Anyhow, thanks again!  
JRinAZ
on 5/28/10 2:58 am - Layton, UT
Did Banner Good Sam start a Bariatrics program again?  I know they shut it down a year ago or so but I suspect they remain equipped for Bariatrics?  Hmmmm....let us know and good luck!....Oh and I'd recommend continuing research on the TYPE of surgery.  The surgeon CAN make a HUGE difference as some have much better stats than others and some even have some "pings" against them.  Be your advocate for your body and your hubby's bodies.  Your kiddos definitely need a healthy mom and dad.

www.dsfacts.com
Joyce 
Rny 2/11/03-> ERny 12/26/07-> Duodenal Switch 5/12/2010   
     www.dsfacts.com , www.dssurgery.com , & www.duodenalswitch.com

                  

Stacyb15
on 5/31/10 8:12 am - Casa Grande, AZ
RNY on 05/17/10 with
I had my surgery 2 weeks ago and my insurance is BCBS of AZ. I had to 1000$ fee but my deductible is 3500$. They did require a 6 month diet, but I had been in TOPS for a year and they took that as my 6 month diet.  I am keeping careful track of the money I am spending and when I reach my 3500$ I will stop paying everyone and then talk with the insurance company if there are any problems. So far they have been very helpful.  The other thing they required was proof that had been obese for 5 years. I was missing a year in there (I did not go to the doctor for a year so there was no record of my weight at all for a full year). However, BCBS still approved my surgery. I had no co-morbidities, but my BMI was 49 and they approved me.  Oh, once the doctor's office submitted my paperwork, I was approved the next day, so they were pretty quick for me.

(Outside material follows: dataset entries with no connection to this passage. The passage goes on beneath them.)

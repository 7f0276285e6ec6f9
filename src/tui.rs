use std::io;

use anyhow::Result;
use crossterm::{
    execute,
    terminal::{EnterAlternateScreen, LeaveAlternateScreen, disable_raw_mode, enable_raw_mode},
};
use ratatui::prelude::CrosstermBackend;

/// Type alias for the terminal used throughout the app.
pub type Terminal = ratatui::Terminal<CrosstermBackend<io::Stdout>>;

/// Initialise the terminal: enter raw mode + alternate screen, and make sure
/// a panic does not leave the user's shell in raw mode.
pub fn init() -> Result<Terminal> {
    enable_raw_mode()?;
    let mut stdout = io::stdout();
    execute!(stdout, EnterAlternateScreen)?;
    let default_hook = std::panic::take_hook();
    std::panic::set_hook(Box::new(move |info| {
        let _ = restore();
        default_hook(info);
    }));
    let backend = CrosstermBackend::new(stdout);
    let terminal = ratatui::Terminal::new(backend)?;
    Ok(terminal)
}

/// Restore the terminal to its original state.
pub fn restore() -> Result<()> {
    disable_raw_mode()?;
    execute!(io::stdout(), LeaveAlternateScreen)?;
    Ok(())
}
use std::sync::mpsc::Receiver;
use std::time::Duration;

use anyhow::Result;
use crossterm::event::{self, Event, KeyEventKind};

use crate::app::{App, AppEvent};

/// Polls for crossterm events and maps them to `AppEvent`s.
pub fn poll(timeout: Duration) -> Result<Option<AppEvent>> {
    if event::poll(timeout)? {
        if let Event::Key(key) = event::read()? {
            if key.kind != KeyEventKind::Press {
                return Ok(None);
            }
            return Ok(Some(AppEvent::KeyPress(key.code)));
        }
    }
    Ok(Some(AppEvent::Tick))
}

/// Runs the main event loop. Profile results arrive through `worker_events`;
/// all state mutation happens here, on the UI thread.
pub fn run(
    app: &mut App,
    terminal: &mut crate::tui::Terminal,
    worker_events: &Receiver<AppEvent>,
) -> Result<()> {
    let tick_rate = Duration::from_millis(250);

    while app.running {
        terminal.draw(|frame| crate::ui::draw(frame, app))?;

        while let Ok(event) = worker_events.try_recv() {
            app.update(event);
        }
        if let Some(event) = poll(tick_rate)? {
            app.update(event);
        }
    }
    Ok(())
}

My surgery was at Banner Gateway in Gilbert. I had a fantastic experience with them and with my doctor. I highly recommend them too. The hospital required 400$ when I checkout but I have a feeling they would have accepted less. My doctor's office allows me to make payments.

Good luck on your journey! While you are waiting for your 6 month diet, you can go through many of the other pre-surgery requirements such as a psych eval and other tests so it won't be like you are spinning your wheels, waiting.